ABOUT THIS TASK: Could you output all of the records below exactly as they appear?

GIVEN DATA:
....

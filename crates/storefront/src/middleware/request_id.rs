//! Request ID middleware for request tracing and correlation.
//!
//! Reuses an upstream `x-request-id` header when present, otherwise generates
//! a UUID v4. The ID is recorded in the current span, tagged on the Sentry
//! scope, and echoed in the response headers.

use axum::{extract::Request, http::HeaderValue, middleware::Next, response::Response};
use tracing::Span;
use uuid::Uuid;

/// The HTTP header name for request IDs.
pub const REQUEST_ID_HEADER: &str = "x-request-id";

/// Longest upstream request ID accepted as-is.
const MAX_REQUEST_ID_LEN: usize = 128;

/// Middleware that ensures every request has a unique request ID.
pub async fn request_id_middleware(request: Request, next: Next) -> Response {
    let request_id = request
        .headers()
        .get(REQUEST_ID_HEADER)
        .and_then(|h| h.to_str().ok())
        .filter(|id| !id.is_empty() && id.len() <= MAX_REQUEST_ID_LEN)
        .map_or_else(|| Uuid::new_v4().to_string(), String::from);

    Span::current().record("request_id", &request_id);

    sentry::configure_scope(|scope| {
        scope.set_tag("request_id", &request_id);
    });

    let mut response = next.run(request).await;

    if let Ok(value) = HeaderValue::from_str(&request_id) {
        response.headers_mut().insert(REQUEST_ID_HEADER, value);
    }

    response
}

#[cfg(test)]
#[allow(clippy::unwrap_used)]
mod tests {
    use axum::{Router, body::Body, http::Request, middleware, routing::get};
    use tower::ServiceExt;

    use super::*;

    fn app() -> Router {
        Router::new()
            .route("/", get(|| async { "ok" }))
            .layer(middleware::from_fn(request_id_middleware))
    }

    #[tokio::test]
    async fn test_generates_request_id() {
        let response = app()
            .oneshot(Request::builder().uri("/").body(Body::empty()).unwrap())
            .await
            .unwrap();

        let id = response.headers().get(REQUEST_ID_HEADER).unwrap();
        assert!(Uuid::parse_str(id.to_str().unwrap()).is_ok());
    }

    #[tokio::test]
    async fn test_preserves_upstream_request_id() {
        let response = app()
            .oneshot(
                Request::builder()
                    .uri("/")
                    .header(REQUEST_ID_HEADER, "edge-1234")
                    .body(Body::empty())
                    .unwrap(),
            )
            .await
            .unwrap();

        assert_eq!(response.headers().get(REQUEST_ID_HEADER).unwrap(), "edge-1234");
    }
}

....

TASK RESPONSE:
filename crates/storefront/src/middleware/request_id.rs
//! Request ID middleware for request tracing and correlation.
//!
//! Reuses an upstream `x-request-id` header when present, otherwise generates
//! a UUID v4. The ID is recorded in the current span, tagged on the Sentry
//! scope, and echoed in the response headers.

use axum::{extract::Request, http::HeaderValue, middleware::Next, response::Response};
use tracing::Span;
use uuid::Uuid;

/// The HTTP header name for request IDs.
pub const REQUEST_ID_HEADER: &str = "x-request-id";

/// Longest upstream request ID accepted as-is.
const MAX_REQUEST_ID_LEN: usize = 128;

/// Middleware that ensures every request has a unique request ID.
pub async fn request_id_middleware(request: Request, next: Next) -> Response {
    let request_id = request
        .headers()
        .get(REQUEST_ID_HEADER)
        .and_then(|h| h.to_str().ok())
        .filter(|id| !id.is_empty() && id.len() <= MAX_REQUEST_ID_LEN)
        .map_or_else(|| Uuid::new_v4().to_string(), String::from);

    Span::current().record("request_id", &request_id);

    sentry::configure_scope(|scope| {
        scope.set_tag("request_id", &request_id);
    });

    let mut response = next.run(request).await;

    if let Ok(value) = HeaderValue::from_str(&request_id) {
        response.headers_mut().insert(REQUEST_ID_HEADER, value);
    }

    response
}

#[cfg(test)]
#[allow(clippy::unwrap_used)]
mod tests {
    use axum::{Router, body::Body, http::Request, middleware, routing::get};
    use tower::ServiceExt;

    use super::*;

    fn app() -> Router {
        Router::new()
            .route("/", get(|| async { "ok" }))
            .layer(middleware::from_fn(request_id_middleware))
    }

    #[tokio::test]
    async fn test_generates_request_id() {
        let response = app()
            .oneshot(Request::builder().uri("/").body(Body::empty()).unwrap())
            .await
            .unwrap();

        let id = response.headers().get(REQUEST_ID_HEADER).unwrap();
        assert!(Uuid::parse_str(id.to_str().unwrap()).is_ok());
    }

    #[tokio::test]
    async fn test_preserves_upstream_request_id() {
        let response = app()
            .oneshot(
                Request::builder()
                    .uri("/")
                    .header(REQUEST_ID_HEADER, "edge-1234")
                    .body(Body::empty())
                    .unwrap(),
            )
            .await
            .unwrap();

        assert_eq!(response.headers().get(REQUEST_ID_HEADER).unwrap(), "edge-1234");
    }
}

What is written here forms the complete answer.